Parties that signed off on the notice included Edison, SDG&E, the Utility Reform Network, the Alliance for Nuclear Responsibility, Citizens Oversight, and the utilities commission’s Office of Ratepayer Advocates.
Holding a settlement conference is the last step before announcing terms of a deal. The meetings allow other interested parties to weigh in on a proposal before it is submitted to the commission for approval.
Similar negotiations between Edison and TURN led to an agreement in 2014 that was approved by regulators later that year. But other groups complained they were shut out of the discussions and in 2015 it was disclosed that a framework for the deal had been outlined at an undisclosed meeting in Warsaw, Poland, in 2013.
San Diego attorney Michael Aguirre, who represents ratepayer Ruth Henricks and the Citizens Oversight advocacy group, sued the commission over its 2014 vote to allow the utilities to charge customers $3.3 billion of the $4.7 billion in costs related to the San Onofre plant closure.

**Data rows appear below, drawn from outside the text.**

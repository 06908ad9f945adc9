//! Turning per-column differences into changes.
//!
//! Several generators may know how to handle a changed column. Each declares
//! a [`Priority`] for an object kind, and the [`GeneratorRegistry`] hands the
//! work to the highest one. Specialized generators wrap a more general one
//! and delegate to it once they have done their part, so the generic
//! behavior is always reached.

use crate::Result;
use crate::change::Change;
use crate::database::{CompareContext, Database, ObjectKind};
use crate::differences::{AttributeValue, ObjectDifferences, fields};
use crate::reconcile::ModelColumnGenerator;
use colsift_schema::Column;
use tracing::debug;

/// How strongly a generator wants to handle an object kind.
#[derive(Debug, Clone, Copy, PartialEq, Eq, PartialOrd, Ord, Hash)]
pub enum Priority {
    /// Not applicable.
    None,
    /// The generic implementation.
    Default,
    /// Specialized rules layered on top of the generic implementation.
    Additional,
}

/// Produces changes for a column whose two descriptions differ.
pub trait ChangedColumnGenerator: Send + Sync {
    /// Name used in logs.
    fn name(&self) -> &'static str;

    fn priority(&self, kind: ObjectKind, database: &Database) -> Priority;

    /// Produce the changes that bring `compared` in line with `reference`,
    /// two descriptions of the same column. May retract differences from
    /// `differences` before doing so.
    fn fix_changed(
        &self,
        reference: &Column,
        compared: &Column,
        differences: &mut ObjectDifferences,
        ctx: &CompareContext<'_>,
    ) -> Result<Vec<Change>>;
}

/// Emits one change per type, nullability or default difference.
#[derive(Debug, Clone, Copy, Default)]
pub struct GenericColumnGenerator;

impl ChangedColumnGenerator for GenericColumnGenerator {
    fn name(&self) -> &'static str {
        "generic-column"
    }

    fn priority(&self, kind: ObjectKind, _database: &Database) -> Priority {
        match kind {
            ObjectKind::Column => Priority::Default,
            _ => Priority::None,
        }
    }

    fn fix_changed(
        &self,
        reference: &Column,
        compared: &Column,
        differences: &mut ObjectDifferences,
        _ctx: &CompareContext<'_>,
    ) -> Result<Vec<Change>> {
        let column = reference;
        let definition = target_definition(reference, compared, differences);
        let mut changes = Vec::new();

        for difference in differences.iter() {
            let change = match difference.field.as_str() {
                fields::TYPE => match (&difference.compared, &difference.reference) {
                    (AttributeValue::Type(from), AttributeValue::Type(to)) => {
                        Some(Change::AlterColumnType {
                            name: column.name.clone(),
                            from: from.clone(),
                            to: to.clone(),
                            definition: definition.clone(),
                        })
                    }
                    _ => None,
                },
                fields::NULLABLE => {
                    match (difference.compared.as_bool(), difference.reference.as_bool()) {
                        (Some(from), Some(to)) => Some(Change::AlterColumnNullable {
                            name: column.name.clone(),
                            from,
                            to,
                            definition: definition.clone(),
                        }),
                        _ => None,
                    }
                }
                fields::DEFAULT_VALUE => Some(Change::AlterColumnDefault {
                    name: column.name.clone(),
                    from: difference.compared.as_default().cloned(),
                    to: difference.reference.as_default().cloned(),
                }),
                _ => None,
            };

            match change {
                Some(change) => changes.push(change),
                None => debug!(
                    column = %column.name,
                    difference = %difference,
                    "no change generated"
                ),
            }
        }

        Ok(changes)
    }
}

/// The compared column with every remaining difference settled in favour of
/// the reference. Retracted differences keep the compared side's value.
fn target_definition(
    reference: &Column,
    compared: &Column,
    differences: &ObjectDifferences,
) -> Column {
    let mut target = compared.clone();
    for field in differences.fields() {
        match field {
            fields::TYPE => target.data_type = reference.data_type.clone(),
            fields::NULLABLE => target.nullable = reference.nullable,
            fields::DEFAULT_VALUE => target.default = reference.default.clone(),
            fields::AUTO_INCREMENT => target.auto_increment = reference.auto_increment,
            _ => {}
        }
    }
    target
}

/// The set of generators available to a comparison.
pub struct GeneratorRegistry {
    generators: Vec<Box<dyn ChangedColumnGenerator>>,
}

impl GeneratorRegistry {
    /// A registry with no generators.
    pub fn empty() -> Self {
        Self {
            generators: Vec::new(),
        }
    }

    pub fn register(&mut self, generator: impl ChangedColumnGenerator + 'static) -> &mut Self {
        self.generators.push(Box::new(generator));
        self
    }

    /// The highest-priority generator for `kind`, or `None` if no generator
    /// applies. Ties go to the generator registered first.
    pub fn select(&self, kind: ObjectKind, database: &Database) -> Option<&dyn ChangedColumnGenerator> {
        let mut best: Option<(Priority, &dyn ChangedColumnGenerator)> = None;
        for generator in &self.generators {
            let priority = generator.priority(kind, database);
            if priority == Priority::None {
                continue;
            }
            if best.is_none_or(|(current, _)| priority > current) {
                best = Some((priority, generator.as_ref()));
            }
        }
        best.map(|(_, generator)| generator)
    }
}

impl Default for GeneratorRegistry {
    /// The generic column generator plus the model reconciliation rules.
    fn default() -> Self {
        let mut registry = Self::empty();
        registry
            .register(GenericColumnGenerator)
            .register(ModelColumnGenerator::default());
        registry
    }
}

impl std::fmt::Debug for GeneratorRegistry {
    fn fmt(&self, f: &mut std::fmt::Formatter<'_>) -> std::fmt::Result {
        f.debug_list()
            .entries(self.generators.iter().map(|g| g.name()))
            .finish()
    }
}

He said Wednesday a new deal is all but formalized.
“There are several procedural steps that have to be taken and the public will come to understand the terms as we are permitted to disclose them under the rules,” Aguirre said. “I’m looking forward to the time to discuss in greater detail the terms and conditions of the settlement.”
Edison issued a brief statement saying it was among several parties to reach a preliminary agreement in the San Onofre case.
“Southern California Edison, along with other parties in the San Onofre nuclear plant closure proceeding, today advised a California Public Utilities Commission administrative law judge of their intent to serve notice of a settlement conference within 15 days,” spokeswoman Maureen Brown wrote in an email.
The company also alerted investors to the development through a U.S. Securities and Exchange Commission filing, although the five-page document warns shareholders that a decision is not final.
“There is no assurance that a settlement agreement will be signed, or if it is signed that it will be approved by the CPUC,” the SEC filing states. “Furthermore, even if a settlement agreement is signed, Southern California Edison Company cannot predict when the CPUC will reach a decision about its approval or disapproval.”
It is not clear how the settlement might affect a criminal investigation of the utilities commission, which has been under scrutiny by the Attorney General’s Office for its handling of the San Onofre plant failure and other proceedings. Backchannel dealings between regulators and utility executives are under review.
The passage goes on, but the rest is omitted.